The General Assistance program is designed to serve as a short-term bridge to help mentally or physically disabled people survive until they can begin receiving federal disability benefits. Only those unable to work qualify for the program. This fall about 2,000 people a month applied for the program; just 10 percent were approved.

The $261 monthly stipend may be the only means someone has of paying rent, buying toilet paper or pain medication.

"It's not a lot of money, but it does help them to survive," said Melissa Smith, an advocate with the Community Action Partnership of Utah. "These are people who are not going to be OK if we don't lend them a hand."

Randy Carrillo has been relying on the program, but his benefits ran out this month and he says he is now on the brink of becoming homeless.

Suffering from a chronic back condition and several heart attacks, he can't work, he's on 13 kinds of medication and has, thus far, been unable to qualify for disability benefits.

The General Assistance benefits he was promised were scaled back because of state budget cuts.

"Basically I'm going to be homeless here real shortly. And I don't have enough money to even buy gas," he said. "Lots of times I thought of just taking my sleeping pills and not waking up. ... I'm suffering. And nobody gives a crap."

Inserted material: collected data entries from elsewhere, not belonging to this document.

//! Check a `.json` or `.toml` plan and print every issue found.
//!
//! `cargo run -p seqgen-plan --example validate_plan -- plans/examples/letters.plan.toml`

use std::path::PathBuf;

use seqgen_plan::{load_plan, validate_plan_semantics};

fn main() -> Result<(), Box<dyn std::error::Error>> {
    let path: PathBuf = std::env::args()
        .nth(1)
        .map(PathBuf::from)
        .ok_or("usage: validate_plan <plan.json|plan.toml>")?;

    let plan = load_plan(&path)?;
    let report = validate_plan_semantics(&plan);

    for issue in report.errors.iter().chain(&report.warnings) {
        println!("{:?}: {issue}", issue.severity);
    }
    if !report.is_ok() {
        std::process::exit(1);
    }
    println!("{} is valid", path.display());
    Ok(())
}
use std::collections::BTreeSet;

use seqgen_core::{DESCENDING_ORDER, DomainKind, Error, RuleKind, find_conflict};

#[test]
fn ids_and_aliases_are_unique() {
    let mut names = BTreeSet::new();
    for kind in RuleKind::ALL {
        assert!(names.insert(kind.id()), "duplicate id {}", kind.id());
        for alias in kind.aliases() {
            assert!(names.insert(alias), "duplicate alias {alias}");
        }
    }
}

#[test]
fn every_name_resolves_back_to_its_rule() {
    for kind in RuleKind::ALL {
        assert_eq!(RuleKind::from_name(kind.id()), Some(kind));
        for alias in kind.aliases() {
            assert_eq!(RuleKind::from_name(alias), Some(kind));
        }
    }
}

#[test]
fn descending_order_depends_on_the_domain() {
    assert_eq!(
        RuleKind::from_name_in(DESCENDING_ORDER, DomainKind::Numeric),
        Some(RuleKind::StrictDecreasing)
    );
    assert_eq!(
        RuleKind::from_name_in(DESCENDING_ORDER, DomainKind::Characters),
        Some(RuleKind::NonIncreasing)
    );
    assert_eq!(RuleKind::from_name(DESCENDING_ORDER), None);

    for domain in [DomainKind::Numeric, DomainKind::Characters] {
        let owners = RuleKind::ALL
            .into_iter()
            .filter(|kind| kind.domain_alias(domain).is_some())
            .count();
        assert_eq!(owners, 1, "{domain:?}");
        assert_eq!(
            RuleKind::from_name_in("ascendingOrder", domain),
            Some(RuleKind::NonDecreasing)
        );
    }
}

#[test]
fn serde_uses_the_stable_id() {
    for kind in RuleKind::ALL {
        let json = serde_json::to_string(&kind).expect("serialize rule");
        assert_eq!(json, format!("\"{}\"", kind.id()));
    }
}

#[test]
fn unknown_names_fail_to_parse() {
    let result = "noSuchRule".parse::<RuleKind>();
    assert_eq!(result, Err(Error::UnknownRule("noSuchRule".to_string())));
}

#[test]
fn opposite_monotonic_rules_conflict() {
    assert!(RuleKind::StrictIncreasing.conflicts_with(RuleKind::StrictDecreasing));
    assert!(RuleKind::StrictIncreasing.conflicts_with(RuleKind::NonIncreasing));
    assert!(RuleKind::NonDecreasing.conflicts_with(RuleKind::StrictDecreasing));
    assert!(!RuleKind::NonDecreasing.conflicts_with(RuleKind::NonIncreasing));
    assert!(!RuleKind::StrictIncreasing.conflicts_with(RuleKind::NonDecreasing));
    assert!(!RuleKind::NoDuplicates.conflicts_with(RuleKind::StrictDecreasing));
}

#[test]
fn find_conflict_reports_selection_order() {
    let rules = [
        RuleKind::NoAdjacentEven,
        RuleKind::StrictDecreasing,
        RuleKind::StrictIncreasing,
    ];
    assert_eq!(
        find_conflict(&rules),
        Some((RuleKind::StrictDecreasing, RuleKind::StrictIncreasing))
    );
    assert_eq!(find_conflict(&[RuleKind::NoDuplicates]), None);
}
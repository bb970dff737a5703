pub mod attempt;
pub mod judge;
pub mod question;
pub mod regatta;
pub mod team;

pub use attempt::Attempt;
pub use judge::Judge;
pub use question::{Question, QuestionImage};
pub use regatta::Regatta;
pub use team::Team;
use sqlx::SqlitePool;
use storage::{
    dto::attempt::{AttemptResult, AttemptStatusResponse, RegisterAttemptRequest},
    error::Result,
    services::scoring::{self, ScoringError},
};

/// Register a judged attempt through the scoring core
pub async fn register_attempt(
    pool: &SqlitePool,
    request: &RegisterAttemptRequest,
) -> std::result::Result<AttemptResult, ScoringError> {
    scoring::register_attempt(
        pool,
        request.team_id,
        request.question_id,
        request.acertou,
        request.judge_id,
    )
    .await
}

/// Current state of a (team, question) pair
pub async fn attempt_status(
    pool: &SqlitePool,
    team_id: i64,
    question_id: i64,
) -> Result<AttemptStatusResponse> {
    scoring::attempt_status(pool, team_id, question_id).await
}
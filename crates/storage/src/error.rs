use thiserror::Error;

#[derive(Debug, Error)]
pub enum StorageError {
    #[error("Database error: {0}")]
    Database(#[from] sqlx::Error),

    #[error("Migration error: {0}")]
    Migration(#[from] sqlx::migrate::MigrateError),

    #[error("Not found")]
    NotFound,

    #[error("Constraint violation: {0}")]
    ConstraintViolation(String),
}

pub type Result<T> = std::result::Result<T, StorageError>;

impl StorageError {
    pub fn is_unique_violation(&self) -> bool {
        matches!(
            self,
            StorageError::Database(sqlx::Error::Database(e))
                if e.is_unique_violation()
        )
    }

    pub fn is_foreign_key_violation(&self) -> bool {
        matches!(
            self,
            StorageError::Database(sqlx::Error::Database(e))
                if e.is_foreign_key_violation()
        )
    }
}
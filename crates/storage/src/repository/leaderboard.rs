use sqlx::{QueryBuilder, Sqlite, SqlitePool};

use crate::dto::leaderboard::{LeaderboardEntry, LeaderboardScope};
use crate::error::Result;

/// Repository for deriving rankings from the attempt ledger
pub struct LeaderboardRepository<'a> {
    pool: &'a SqlitePool,
}

impl<'a> LeaderboardRepository<'a> {
    pub fn new(pool: &'a SqlitePool) -> Self {
        Self { pool }
    }

    /// Sum points per team over the scoped ledger rows.
    ///
    /// Every known team appears, including teams with no attempts (0
    /// points). Ordering is total descending, then team name ascending as
    /// the deterministic tie-break.
    pub async fn compute(&self, scope: LeaderboardScope) -> Result<Vec<LeaderboardEntry>> {
        let mut query = QueryBuilder::<Sqlite>::new(
            r#"
            SELECT t.name AS equipe, COALESCE(SUM(a.pontos), 0) AS pontos
            FROM teams t
            LEFT JOIN attempts a ON a.team_id = t.team_id
            "#,
        );

        if let LeaderboardScope::Regatta(regatta_id) = scope {
            query.push(
                " AND a.question_id IN (SELECT question_id FROM questions WHERE regatta_id = ",
            );
            query.push_bind(regatta_id);
            query.push(")");
        }

        query.push(
            r#"
            GROUP BY t.team_id
            ORDER BY pontos DESC, t.name ASC
            "#,
        );

        let entries: Vec<LeaderboardEntry> = query.build_query_as().fetch_all(self.pool).await?;

        Ok(entries)
    }
}
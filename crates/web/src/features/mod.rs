pub mod attempts;
pub mod judges;
pub mod leaderboard;
pub mod questions;
pub mod regattas;
pub mod teams;
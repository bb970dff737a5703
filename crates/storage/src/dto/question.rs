use serde::{Deserialize, Serialize};
use utoipa::{IntoParams, ToSchema};
use validator::Validate;

use crate::models::Question;

/// Query parameters for listing questions
#[derive(Debug, Clone, Deserialize, IntoParams)]
pub struct QuestionListQuery {
    pub regatta_id: Option<i64>,
}

/// Request payload for creating a question. The image carries the question
/// content and is required; `statement` is optional accompanying text.
#[derive(Debug, Clone, Serialize, Deserialize, Validate, ToSchema)]
pub struct CreateQuestionRequest {
    pub regatta_id: i64,

    #[validate(custom(function = "validate_difficulty"))]
    pub difficulty: String,

    #[validate(length(max = 10000))]
    #[serde(default)]
    pub statement: String,

    /// Base64-encoded image bytes (standard alphabet, padded).
    #[validate(length(min = 1))]
    pub image: String,

    #[validate(length(min = 1, max = 255))]
    pub image_filename: String,
}

/// Response containing question details
#[derive(Debug, Clone, Serialize, Deserialize, ToSchema)]
pub struct QuestionResponse {
    pub question_id: i64,
    pub regatta_id: i64,
    pub difficulty: String,
    pub statement: String,
    pub image_filename: String,
    pub created_at: chrono::NaiveDateTime,
}

impl From<Question> for QuestionResponse {
    fn from(question: Question) -> Self {
        Self {
            question_id: question.question_id,
            regatta_id: question.regatta_id,
            difficulty: question.difficulty,
            statement: question.statement,
            image_filename: question.image_filename,
            created_at: question.created_at,
        }
    }
}

fn validate_difficulty(difficulty: &str) -> Result<(), validator::ValidationError> {
    const VALID_DIFFICULTIES: &[&str] = &["facil", "medio", "dificil"];

    if VALID_DIFFICULTIES.contains(&difficulty) {
        Ok(())
    } else {
        Err(validator::ValidationError::new("invalid_difficulty"))
    }
}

The duration of General Assistance benefits has already been scaled back from two years to one and caseworker positions have been eliminated. Hundreds lost benefits this August. Staff may stop doing face-to-face case management meetings with recipients.

Gov. Gary Herbert's staff was noncommittal regarding the future of General Assistance when the governor released his budget proposal earlier this month, explaining it was an issue that needed to be worked through.

Herbert's spokeswoman, Angie Welling, said the Department of Workforce Services has provided a "remarkable" level of services to General Assistance clients, given the tight budget.

"The program still faces challenges in meeting increased needs," Welling said. "DWS has assured the governor that it will continue G.A. benefits to existing customers as long as possible, while also evaluating possible solutions for [the upcoming budget year]."

Herbert's recommended budget did not propose any additional funding for the GA program next year.

General Assistance has consistently come under scrutiny because it is exclusively funded with state dollars. Yet advocates often point to the fact that the state does receive some reimbursement if a person eventually receives federal benefits.

Smith says, at this point, the program's survival "doesn't look good at all."

But cutting the budget for programs like General Assistance doesn't necessarily save money in the long run, Smith said.

"These people don't just go away when the caseloads get cut. They end up going on the street. They end up in hospitals, they end up in police stations," she said. "It still is a cost that we pay as a society. We can either pay that in helping them achieve some self-sufficiency or we can pay it in a punitive way."